** Activity **
Scan the data below for lines holding the word "AmountBound", and copy each line found.

** Material shown **
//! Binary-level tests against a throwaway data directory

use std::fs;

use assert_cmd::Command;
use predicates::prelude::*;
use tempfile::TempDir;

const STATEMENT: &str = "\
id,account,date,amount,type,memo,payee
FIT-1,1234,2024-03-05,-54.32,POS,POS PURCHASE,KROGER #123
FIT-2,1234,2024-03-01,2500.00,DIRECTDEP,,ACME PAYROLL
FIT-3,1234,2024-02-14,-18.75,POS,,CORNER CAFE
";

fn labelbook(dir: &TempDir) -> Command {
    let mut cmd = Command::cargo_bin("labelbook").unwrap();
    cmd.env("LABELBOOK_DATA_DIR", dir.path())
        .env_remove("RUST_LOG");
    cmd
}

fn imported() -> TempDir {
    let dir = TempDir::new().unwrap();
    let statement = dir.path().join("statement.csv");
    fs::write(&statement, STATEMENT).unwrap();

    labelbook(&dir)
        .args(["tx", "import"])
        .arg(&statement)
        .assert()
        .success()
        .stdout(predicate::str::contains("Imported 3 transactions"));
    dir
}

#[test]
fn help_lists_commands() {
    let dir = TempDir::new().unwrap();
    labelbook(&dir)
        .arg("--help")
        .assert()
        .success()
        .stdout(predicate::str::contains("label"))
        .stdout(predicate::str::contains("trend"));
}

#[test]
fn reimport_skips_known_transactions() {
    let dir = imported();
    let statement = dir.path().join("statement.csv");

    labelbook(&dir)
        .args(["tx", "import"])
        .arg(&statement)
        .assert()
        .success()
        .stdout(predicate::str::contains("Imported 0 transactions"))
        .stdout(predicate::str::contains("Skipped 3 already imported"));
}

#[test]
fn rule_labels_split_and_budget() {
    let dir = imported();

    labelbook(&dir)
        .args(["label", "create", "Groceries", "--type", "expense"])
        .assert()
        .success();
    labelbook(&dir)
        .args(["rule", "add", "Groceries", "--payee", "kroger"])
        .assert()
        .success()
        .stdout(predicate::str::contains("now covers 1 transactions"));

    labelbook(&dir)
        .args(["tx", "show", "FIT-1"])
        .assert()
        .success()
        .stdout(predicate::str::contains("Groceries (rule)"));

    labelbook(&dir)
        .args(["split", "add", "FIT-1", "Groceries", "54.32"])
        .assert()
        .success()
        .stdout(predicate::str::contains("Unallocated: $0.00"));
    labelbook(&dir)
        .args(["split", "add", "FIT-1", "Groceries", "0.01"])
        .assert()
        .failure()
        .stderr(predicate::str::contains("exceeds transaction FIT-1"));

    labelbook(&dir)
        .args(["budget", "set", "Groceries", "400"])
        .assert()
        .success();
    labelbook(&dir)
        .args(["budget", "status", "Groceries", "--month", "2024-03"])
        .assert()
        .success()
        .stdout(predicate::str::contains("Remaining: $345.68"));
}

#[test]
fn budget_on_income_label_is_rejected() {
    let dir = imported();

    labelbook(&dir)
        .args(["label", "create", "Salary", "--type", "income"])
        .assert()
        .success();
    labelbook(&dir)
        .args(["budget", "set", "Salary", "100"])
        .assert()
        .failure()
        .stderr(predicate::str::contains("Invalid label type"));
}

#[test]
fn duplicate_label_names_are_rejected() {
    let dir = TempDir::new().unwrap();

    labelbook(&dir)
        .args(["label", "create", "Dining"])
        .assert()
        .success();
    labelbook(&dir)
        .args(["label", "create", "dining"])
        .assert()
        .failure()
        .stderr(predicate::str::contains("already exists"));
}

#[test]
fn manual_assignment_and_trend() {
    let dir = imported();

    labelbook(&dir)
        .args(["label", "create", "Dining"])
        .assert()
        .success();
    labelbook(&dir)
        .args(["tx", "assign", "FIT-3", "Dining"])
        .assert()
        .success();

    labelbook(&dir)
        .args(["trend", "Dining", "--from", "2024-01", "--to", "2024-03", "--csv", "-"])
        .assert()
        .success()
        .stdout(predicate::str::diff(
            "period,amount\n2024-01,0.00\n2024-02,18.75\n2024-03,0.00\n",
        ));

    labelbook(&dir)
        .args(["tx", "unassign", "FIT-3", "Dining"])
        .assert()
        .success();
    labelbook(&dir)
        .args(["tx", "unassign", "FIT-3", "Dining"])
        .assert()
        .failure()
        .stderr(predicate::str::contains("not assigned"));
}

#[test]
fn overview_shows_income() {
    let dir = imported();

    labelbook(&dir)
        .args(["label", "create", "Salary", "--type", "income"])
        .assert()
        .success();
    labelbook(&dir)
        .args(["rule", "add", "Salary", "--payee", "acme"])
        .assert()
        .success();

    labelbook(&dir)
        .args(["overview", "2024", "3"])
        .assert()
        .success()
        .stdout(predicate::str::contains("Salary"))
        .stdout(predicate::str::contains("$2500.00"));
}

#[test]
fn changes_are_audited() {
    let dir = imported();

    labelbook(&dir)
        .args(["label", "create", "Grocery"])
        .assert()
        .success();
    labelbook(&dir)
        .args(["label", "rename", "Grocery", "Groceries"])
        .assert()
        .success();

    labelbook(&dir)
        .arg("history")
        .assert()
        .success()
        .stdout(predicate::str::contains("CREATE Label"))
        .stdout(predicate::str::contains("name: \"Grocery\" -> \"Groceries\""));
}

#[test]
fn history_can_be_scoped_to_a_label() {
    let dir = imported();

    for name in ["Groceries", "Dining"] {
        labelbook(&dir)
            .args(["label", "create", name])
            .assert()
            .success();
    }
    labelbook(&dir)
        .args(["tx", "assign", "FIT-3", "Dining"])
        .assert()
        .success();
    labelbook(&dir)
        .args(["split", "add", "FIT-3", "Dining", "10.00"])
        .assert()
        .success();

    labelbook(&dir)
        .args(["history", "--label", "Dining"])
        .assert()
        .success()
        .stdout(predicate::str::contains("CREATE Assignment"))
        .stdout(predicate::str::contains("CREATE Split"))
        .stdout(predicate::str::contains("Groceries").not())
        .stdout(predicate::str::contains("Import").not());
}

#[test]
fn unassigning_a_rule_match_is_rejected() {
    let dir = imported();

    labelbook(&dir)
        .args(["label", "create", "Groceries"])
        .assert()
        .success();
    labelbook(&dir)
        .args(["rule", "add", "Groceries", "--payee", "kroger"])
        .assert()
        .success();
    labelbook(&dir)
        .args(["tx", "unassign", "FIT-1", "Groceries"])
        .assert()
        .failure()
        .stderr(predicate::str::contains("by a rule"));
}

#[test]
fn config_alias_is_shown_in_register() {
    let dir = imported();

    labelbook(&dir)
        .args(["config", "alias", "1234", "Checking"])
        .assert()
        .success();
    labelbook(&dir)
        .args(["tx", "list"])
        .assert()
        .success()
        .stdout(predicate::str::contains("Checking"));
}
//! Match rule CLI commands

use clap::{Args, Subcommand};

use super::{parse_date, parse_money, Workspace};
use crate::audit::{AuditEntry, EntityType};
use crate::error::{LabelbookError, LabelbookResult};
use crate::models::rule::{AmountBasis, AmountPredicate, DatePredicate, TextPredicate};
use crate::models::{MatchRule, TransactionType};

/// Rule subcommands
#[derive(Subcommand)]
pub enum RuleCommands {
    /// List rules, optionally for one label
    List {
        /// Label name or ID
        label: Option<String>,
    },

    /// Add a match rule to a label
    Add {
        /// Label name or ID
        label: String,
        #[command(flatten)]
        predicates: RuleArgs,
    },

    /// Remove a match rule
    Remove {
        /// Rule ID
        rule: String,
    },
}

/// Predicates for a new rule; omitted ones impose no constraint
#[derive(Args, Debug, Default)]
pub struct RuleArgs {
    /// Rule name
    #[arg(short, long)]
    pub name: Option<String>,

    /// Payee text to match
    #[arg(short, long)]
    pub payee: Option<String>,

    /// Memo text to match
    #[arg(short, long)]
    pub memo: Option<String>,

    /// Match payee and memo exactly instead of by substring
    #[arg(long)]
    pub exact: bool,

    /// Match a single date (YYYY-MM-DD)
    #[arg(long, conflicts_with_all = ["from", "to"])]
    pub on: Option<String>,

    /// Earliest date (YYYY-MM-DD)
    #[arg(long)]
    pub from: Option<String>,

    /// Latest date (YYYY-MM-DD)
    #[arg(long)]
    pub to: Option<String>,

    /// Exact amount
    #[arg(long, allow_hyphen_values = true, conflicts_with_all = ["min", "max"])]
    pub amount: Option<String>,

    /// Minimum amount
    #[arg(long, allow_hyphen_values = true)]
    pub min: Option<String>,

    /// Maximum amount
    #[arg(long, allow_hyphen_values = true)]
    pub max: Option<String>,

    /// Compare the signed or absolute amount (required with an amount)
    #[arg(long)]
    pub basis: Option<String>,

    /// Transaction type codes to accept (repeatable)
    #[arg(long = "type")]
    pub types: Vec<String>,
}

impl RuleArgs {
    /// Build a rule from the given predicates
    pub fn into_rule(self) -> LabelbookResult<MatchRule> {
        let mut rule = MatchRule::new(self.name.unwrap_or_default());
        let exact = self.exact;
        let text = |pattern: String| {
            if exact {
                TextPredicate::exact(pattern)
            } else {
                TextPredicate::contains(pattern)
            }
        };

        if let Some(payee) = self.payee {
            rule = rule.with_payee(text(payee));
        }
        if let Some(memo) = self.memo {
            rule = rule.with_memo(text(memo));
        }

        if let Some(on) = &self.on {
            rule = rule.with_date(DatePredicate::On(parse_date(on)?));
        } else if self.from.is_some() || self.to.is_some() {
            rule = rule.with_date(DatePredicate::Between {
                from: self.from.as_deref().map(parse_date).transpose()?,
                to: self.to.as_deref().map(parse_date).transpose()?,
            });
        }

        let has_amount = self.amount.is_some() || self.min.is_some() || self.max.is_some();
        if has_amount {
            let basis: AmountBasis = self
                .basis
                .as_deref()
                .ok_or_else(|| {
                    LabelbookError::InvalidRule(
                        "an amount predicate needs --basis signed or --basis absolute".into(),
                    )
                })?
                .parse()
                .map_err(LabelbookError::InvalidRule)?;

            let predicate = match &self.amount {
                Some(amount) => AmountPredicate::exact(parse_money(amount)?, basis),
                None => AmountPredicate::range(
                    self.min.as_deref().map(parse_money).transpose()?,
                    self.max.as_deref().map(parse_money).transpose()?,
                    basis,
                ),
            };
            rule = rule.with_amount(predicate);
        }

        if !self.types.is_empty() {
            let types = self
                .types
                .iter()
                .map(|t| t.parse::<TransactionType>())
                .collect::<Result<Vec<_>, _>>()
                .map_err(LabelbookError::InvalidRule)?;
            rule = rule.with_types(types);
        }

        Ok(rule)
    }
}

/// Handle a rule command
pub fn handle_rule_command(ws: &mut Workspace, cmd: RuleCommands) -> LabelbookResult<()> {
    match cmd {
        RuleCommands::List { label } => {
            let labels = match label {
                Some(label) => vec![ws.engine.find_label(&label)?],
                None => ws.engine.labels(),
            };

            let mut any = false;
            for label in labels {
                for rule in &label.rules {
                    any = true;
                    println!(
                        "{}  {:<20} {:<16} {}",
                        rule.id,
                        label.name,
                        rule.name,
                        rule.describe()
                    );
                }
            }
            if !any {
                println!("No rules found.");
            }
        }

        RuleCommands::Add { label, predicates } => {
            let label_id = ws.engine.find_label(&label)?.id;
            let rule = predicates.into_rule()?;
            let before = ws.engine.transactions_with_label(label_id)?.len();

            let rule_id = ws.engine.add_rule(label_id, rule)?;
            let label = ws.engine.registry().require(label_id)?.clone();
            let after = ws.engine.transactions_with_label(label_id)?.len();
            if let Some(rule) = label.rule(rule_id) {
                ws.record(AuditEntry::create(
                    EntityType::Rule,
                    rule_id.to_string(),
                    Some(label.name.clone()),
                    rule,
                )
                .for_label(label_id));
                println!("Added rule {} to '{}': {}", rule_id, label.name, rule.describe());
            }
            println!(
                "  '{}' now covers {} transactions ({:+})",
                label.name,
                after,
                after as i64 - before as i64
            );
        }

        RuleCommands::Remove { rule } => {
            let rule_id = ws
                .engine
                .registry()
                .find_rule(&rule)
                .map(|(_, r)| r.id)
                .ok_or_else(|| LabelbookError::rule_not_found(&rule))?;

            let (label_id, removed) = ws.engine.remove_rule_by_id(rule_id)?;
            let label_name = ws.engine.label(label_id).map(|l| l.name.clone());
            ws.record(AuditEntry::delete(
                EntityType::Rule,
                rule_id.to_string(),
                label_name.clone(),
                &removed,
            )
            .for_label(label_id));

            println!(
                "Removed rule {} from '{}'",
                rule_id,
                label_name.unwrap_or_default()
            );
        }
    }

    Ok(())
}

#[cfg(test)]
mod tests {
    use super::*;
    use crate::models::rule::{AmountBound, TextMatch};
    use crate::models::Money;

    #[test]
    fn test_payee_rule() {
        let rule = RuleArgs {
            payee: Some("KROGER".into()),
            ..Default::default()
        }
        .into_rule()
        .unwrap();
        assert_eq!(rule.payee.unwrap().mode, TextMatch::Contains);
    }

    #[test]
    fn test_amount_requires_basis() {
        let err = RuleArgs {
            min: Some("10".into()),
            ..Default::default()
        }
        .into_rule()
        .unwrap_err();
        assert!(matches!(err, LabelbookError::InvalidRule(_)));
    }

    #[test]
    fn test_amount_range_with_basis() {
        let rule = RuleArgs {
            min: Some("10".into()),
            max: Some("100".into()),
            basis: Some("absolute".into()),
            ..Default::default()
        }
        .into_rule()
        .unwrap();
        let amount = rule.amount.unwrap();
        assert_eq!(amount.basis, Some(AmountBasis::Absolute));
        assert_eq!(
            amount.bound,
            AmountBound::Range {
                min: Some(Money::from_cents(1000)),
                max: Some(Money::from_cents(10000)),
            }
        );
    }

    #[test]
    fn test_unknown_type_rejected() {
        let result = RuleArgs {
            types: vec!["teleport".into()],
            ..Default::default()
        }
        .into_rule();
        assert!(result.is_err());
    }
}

** Response **
    use crate::models::rule::{AmountBound, TextMatch};
            AmountBound::Range {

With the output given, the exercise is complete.